Рудольф Боккельмаы, один из самых знаменитых исполнителей опер Вагнера, говорит о встрече с Тосканини в Байрейте:
«Разумеется, у нас проходили репетиции за роялем с Тосканини. Они были очень трудными, потому что маэстро требовал петь в полный голос. Репетируя, он был необыкновенно собран. Я встречался со многими дирижерами первоклассных оркестров и должен отметить, что Тосканини самый объективный из них. Верность партитуре являлась основой интерпретации. Его требования граничили с педантичностью: он не терпел ни малейшей ритмической неточности. Отбивая палочкой такт и указывая в ноты, маэстро повторял: „Hier steht, hier steht“ („Здесь написано, здесь написано“). Он не говорил по-немецки, но эти два слова знал. С певцами, которые забывали его замечания, он обходился очень резко. Но если все шло хорошо и он был доволен нами, завязывалась дружеская беседа. Он рассказывал о Верди, о Рихарде Вагнере: „C'est mon grand maitre“ („Это мой великий учитель“).
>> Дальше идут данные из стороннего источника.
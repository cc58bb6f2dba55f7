//! Feature table.
//!
//! Every deployable capability is one [`Feature`] implementation; the table
//! lists them in deployment order.

mod monitoring;
mod policy_engine;
mod roles;

use std::sync::Arc;

use featurebundle_core::{BundleSpec, FeatureId, ObjectRef, ResourceKind};

use crate::deployer::FeaturePayload;

pub use monitoring::MonitoringFeature;
pub use policy_engine::PolicyEngineFeature;
pub use roles::RolesFeature;

/// One independently deployable capability.
pub trait Feature: Send + Sync + std::fmt::Debug {
    fn id(&self) -> FeatureId;

    /// Returns `true` if `spec` declares this feature.
    fn is_configured(&self, spec: &BundleSpec) -> bool;

    /// Configuration objects this feature reads from the store.
    fn references(&self, spec: &BundleSpec) -> Vec<ObjectRef>;

    /// Feature-level settings that participate in the content hash.
    fn settings(&self, spec: &BundleSpec) -> serde_json::Value;

    fn managed_kinds(&self, spec: &BundleSpec) -> Vec<ResourceKind>;

    fn payload(&self, spec: &BundleSpec) -> FeaturePayload {
        FeaturePayload {
            references: self.references(spec),
            settings: self.settings(spec),
            managed_kinds: self.managed_kinds(spec),
        }
    }
}

pub type DynFeature = Arc<dyn Feature>;

/// Ordered set of features a reconciler drives.
#[derive(Debug, Clone)]
pub struct FeatureTable {
    features: Vec<DynFeature>,
}

impl FeatureTable {
    /// Roles, policy engine and monitoring, in that order.
    pub fn builtin() -> Self {
        Self {
            features: vec![
                Arc::new(RolesFeature),
                Arc::new(PolicyEngineFeature),
                Arc::new(MonitoringFeature),
            ],
        }
    }

    pub fn iter(&self) -> impl Iterator<Item = &DynFeature> {
        self.features.iter()
    }

    /// Union of the references of every configured feature.
    pub fn all_references(&self, spec: &BundleSpec) -> Vec<ObjectRef> {
        let mut refs: Vec<ObjectRef> = self
            .features
            .iter()
            .filter(|f| f.is_configured(spec))
            .flat_map(|f| f.references(spec))
            .collect();
        refs.sort();
        refs.dedup();
        refs
    }
}

#[cfg(test)]
mod tests {
    use super::*;
    use featurebundle_core::{InstallationMode, MonitoringConfig, PolicyEngineConfig};

    fn full_spec() -> BundleSpec {
        BundleSpec {
            role_refs: vec!["viewer".into(), "editor".into()],
            policy_engine: Some(PolicyEngineConfig {
                replicas: 3,
                policy_refs: vec![ObjectRef::config_map("default", "policies")],
            }),
            monitoring: Some(MonitoringConfig {
                installation_mode: InstallationMode::KubePrometheus,
                policy_refs: vec![
                    ObjectRef::config_map("default", "dashboards"),
                    ObjectRef::config_map("default", "policies"),
                ],
                storage_class_name: Some("standard".into()),
                storage_quantity: None,
            }),
        }
    }

    #[test]
    fn test_builtin_order() {
        let table = FeatureTable::builtin();
        let ids: Vec<FeatureId> = table.iter().map(|f| f.id()).collect();
        assert_eq!(ids, FeatureId::all().to_vec());
    }

    #[test]
    fn test_configuration_detection() {
        let table = FeatureTable::builtin();
        let empty = BundleSpec::default();
        let configured: Vec<FeatureId> = table
            .iter()
            .filter(|f| f.is_configured(&empty))
            .map(|f| f.id())
            .collect();
        assert_eq!(configured, vec![FeatureId::Roles]);

        let spec = full_spec();
        assert!(table.iter().all(|f| f.is_configured(&spec)));
    }

    #[test]
    fn test_all_references_are_deduplicated() {
        let refs = FeatureTable::builtin().all_references(&full_spec());
        let keys: Vec<String> = refs.iter().map(ObjectRef::key).collect();
        assert_eq!(
            keys,
            vec![
                "PolicyRole-editor",
                "PolicyRole-viewer",
                "ConfigMap-default-dashboards",
                "ConfigMap-default-policies",
            ]
        );
    }
}
use std::{env, fs};

use featurebundle_controller::config::loader::load_config;

#[test]
fn config_parsing_and_env_overrides_and_validation() {
    let dir = tempfile::tempdir().expect("tmp dir");
    let path = dir.path().join("featurebundle.toml");

    let toml_content = r#"
[controller]
concurrent_reconciles = 4
delete_requeue_after_secs = 30
reconcile_timeout_secs = 120

[logging]
level = "debug"
"#;
    fs::write(&path, toml_content).expect("write toml");

    // 1) File values parse, missing keys fall back to defaults
    let cfg = load_config(path.to_str()).expect("should parse config");
    assert_eq!(cfg.controller.concurrent_reconciles, 4);
    assert_eq!(cfg.controller.delete_requeue_after_secs, 30);
    assert_eq!(cfg.controller.normal_requeue_after_secs, 20);
    assert_eq!(cfg.controller.reconcile_timeout_secs, Some(120));
    assert_eq!(cfg.controller.status_write_retries, 3);
    assert_eq!(cfg.logging.level, "debug");

    // 2) Env override wins over file
    unsafe {
        env::set_var("FEATUREBUNDLE__CONTROLLER__CONCURRENT_RECONCILES", "2");
    }
    let cfg_env = load_config(path.to_str()).expect("should parse config with env overrides");
    assert_eq!(cfg_env.controller.concurrent_reconciles, 2);
    unsafe {
        env::remove_var("FEATUREBUNDLE__CONTROLLER__CONCURRENT_RECONCILES");
    }

    // 3) Invalid values are rejected
    let bad_path = dir.path().join("bad.toml");
    fs::write(&bad_path, "[controller]\nconcurrent_reconciles = 0\n").expect("write bad toml");
    let err = load_config(bad_path.to_str()).expect_err("zero concurrency must fail");
    assert!(err.to_string().contains("concurrent_reconciles"));

    // 4) A missing file yields defaults
    let missing = dir.path().join("missing.toml");
    let cfg = load_config(missing.to_str()).expect("defaults");
    assert_eq!(cfg.controller.concurrent_reconciles, 10);
}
Маэстро говорил, что многим обязан Вагнеру. Мы узнали, что, выступая в Байрейте, Тосканини полностью отказался от гонорара. Он очень хотел дирижировать в Байрейте, городе Вагнера, считая работу там чрезвычайно важной для себя».
В Зальцбурге в 1937 году Тосканини ставил «Фальстафа». С этой постановкой связано имя знаменитой певицы сопрано Марии Канилья, которая до того времени ни разу не встречалась с маэстро:
«Я всегда очень огорчалась, когда меня спрашивали: „Синьорина, вы пели когда-нибудь с Тосканини?“ – а я вынуждена была отвечать: „Нет“. Этот вопрос мне задавали почти каждый вечер… Мне стало казаться, что в моей карьере упущено что-то такое, без чего она не может развиваться легко и свободно. В 1939 году я пела на открытии сезона в „Метрополитен“, а когда вернулась в июле в Италию и отдыхала с семьей в Виареджо, однажды получила телеграмму из Зальцбурга: „Прошу телеграфировать согласие петь субботу вечером „Фальстафа“ под моим управлением. Тосканини“.